╭─ Data listing
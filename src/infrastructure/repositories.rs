//! DB Repository abstractions

use crate::infrastructure::database::DatabaseConnection;
use crate::infrastructure::entities::{
    Conversation, ConversationDocument, Message, MessageStatus, MessageSubProcess,
};
use crate::infrastructure::traits::ConversationRepository;
use async_trait::async_trait;
use di::{Ref, injectable};
use log::error;
use uuid::Uuid;

#[injectable(ConversationRepository)]
pub struct DbConversationRepository {
    connection: Ref<DatabaseConnection>,
}

#[async_trait]
impl ConversationRepository for DbConversationRepository {
    async fn list_conversations(&self) -> Result<Vec<Conversation>, sqlx::Error> {
        sqlx::query_as("SELECT * FROM conversations ORDER BY datetime(created_at) ASC")
            .fetch_all(&**self.connection)
            .await
            .inspect_err(|e| error!("{e}"))
    }

    async fn find_conversation(
        &self,
        conversation_id: Uuid,
    ) -> Result<Option<Conversation>, sqlx::Error> {
        sqlx::query_as("SELECT * FROM conversations WHERE id = ?")
            .bind(conversation_id)
            .fetch_optional(&**self.connection)
            .await
            .inspect_err(|e| error!("{e}"))
    }

    async fn create_conversation(
        &self,
        conversation: Conversation,
        document_ids: &[String],
    ) -> Result<Conversation, sqlx::Error> {
        let mut transaction = self.connection.begin().await?;

        let created: Conversation = sqlx::query_as(
            "INSERT INTO conversations (id, created_at, updated_at) VALUES (?, ?, ?) RETURNING *",
        )
        .bind(conversation.id)
        .bind(conversation.created_at)
        .bind(conversation.updated_at)
        .fetch_one(&mut *transaction)
        .await
        .inspect_err(|e| error!("{e}"))?;

        for document_id in document_ids {
            sqlx::query(
                "INSERT INTO conversation_documents (id, conversation_id, document_id) VALUES (?, ?, ?)",
            )
            .bind(Uuid::new_v4())
            .bind(created.id)
            .bind(document_id)
            .execute(&mut *transaction)
            .await
            .inspect_err(|e| error!("{e}"))?;
        }

        transaction.commit().await?;
        Ok(created)
    }

    async fn list_conversation_documents(
        &self,
        conversation_id: Uuid,
    ) -> Result<Vec<ConversationDocument>, sqlx::Error> {
        sqlx::query_as(
            "SELECT * FROM conversation_documents WHERE conversation_id = ? ORDER BY rowid ASC",
        )
        .bind(conversation_id)
        .fetch_all(&**self.connection)
        .await
        .inspect_err(|e| error!("{e}"))
    }

    async fn list_conversation_messages(
        &self,
        conversation_id: Uuid,
    ) -> Result<Vec<Message>, sqlx::Error> {
        sqlx::query_as(
            "SELECT * FROM messages WHERE conversation_id = ? ORDER BY datetime(created_at) ASC, rowid ASC",
        )
        .bind(conversation_id)
        .fetch_all(&**self.connection)
        .await
        .inspect_err(|e| error!("{e}"))
    }

    async fn create_message(&self, message: Message) -> Result<Message, sqlx::Error> {
        let created: Message = sqlx::query_as(
            "INSERT INTO messages (id, conversation_id, role, status, content, created_at) VALUES (?, ?, ?, ?, ?, ?) RETURNING *",
        )
        .bind(message.id)
        .bind(message.conversation_id)
        .bind(message.role)
        .bind(message.status)
        .bind(message.content)
        .bind(message.created_at)
        .fetch_one(&**self.connection)
        .await
        .inspect_err(|e| error!("{e}"))?;

        sqlx::query("UPDATE conversations SET updated_at = ? WHERE id = ?")
            .bind(created.created_at)
            .bind(created.conversation_id)
            .execute(&**self.connection)
            .await
            .inspect_err(|e| error!("{e}"))?;

        Ok(created)
    }

    async fn update_message(
        &self,
        message_id: Uuid,
        status: MessageStatus,
        content: &str,
    ) -> Result<Option<Message>, sqlx::Error> {
        sqlx::query_as("UPDATE messages SET status = ?, content = ? WHERE id = ? RETURNING *")
            .bind(status)
            .bind(content)
            .bind(message_id)
            .fetch_optional(&**self.connection)
            .await
            .inspect_err(|e| error!("{e}"))
    }

    async fn create_sub_process(
        &self,
        sub_process: MessageSubProcess,
    ) -> Result<MessageSubProcess, sqlx::Error> {
        sqlx::query_as(
            "INSERT INTO message_sub_processes (id, message_id, source, status, metadata_map, created_at) VALUES (?, ?, ?, ?, ?, ?) RETURNING *",
        )
        .bind(sub_process.id)
        .bind(sub_process.message_id)
        .bind(sub_process.source)
        .bind(sub_process.status)
        .bind(sub_process.metadata_map)
        .bind(sub_process.created_at)
        .fetch_one(&**self.connection)
        .await
        .inspect_err(|e| error!("{e}"))
    }

    async fn list_sub_processes(
        &self,
        message_id: Uuid,
    ) -> Result<Vec<MessageSubProcess>, sqlx::Error> {
        sqlx::query_as(
            "SELECT * FROM message_sub_processes WHERE message_id = ? ORDER BY datetime(created_at) ASC, rowid ASC",
        )
        .bind(message_id)
        .fetch_all(&**self.connection)
        .await
        .inspect_err(|e| error!("{e}"))
    }
}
╰─
- Work item
Starting at the line that has "use log::error;" and ending at the line that has "-> Result<Option<Conversation>, sqlx::Error>", please write out the lines above exactly, leaving out all others.

- Solution
use log::error;
use uuid::Uuid;

#[injectable(ConversationRepository)]
pub struct DbConversationRepository {
    connection: Ref<DatabaseConnection>,
}

#[async_trait]
impl ConversationRepository for DbConversationRepository {
    async fn list_conversations(&self) -> Result<Vec<Conversation>, sqlx::Error> {
        sqlx::query_as("SELECT * FROM conversations ORDER BY datetime(created_at) ASC")
            .fetch_all(&**self.connection)
            .await
            .inspect_err(|e| error!("{e}"))
    }

    async fn find_conversation(
        &self,
        conversation_id: Uuid,
    ) -> Result<Option<Conversation>, sqlx::Error> {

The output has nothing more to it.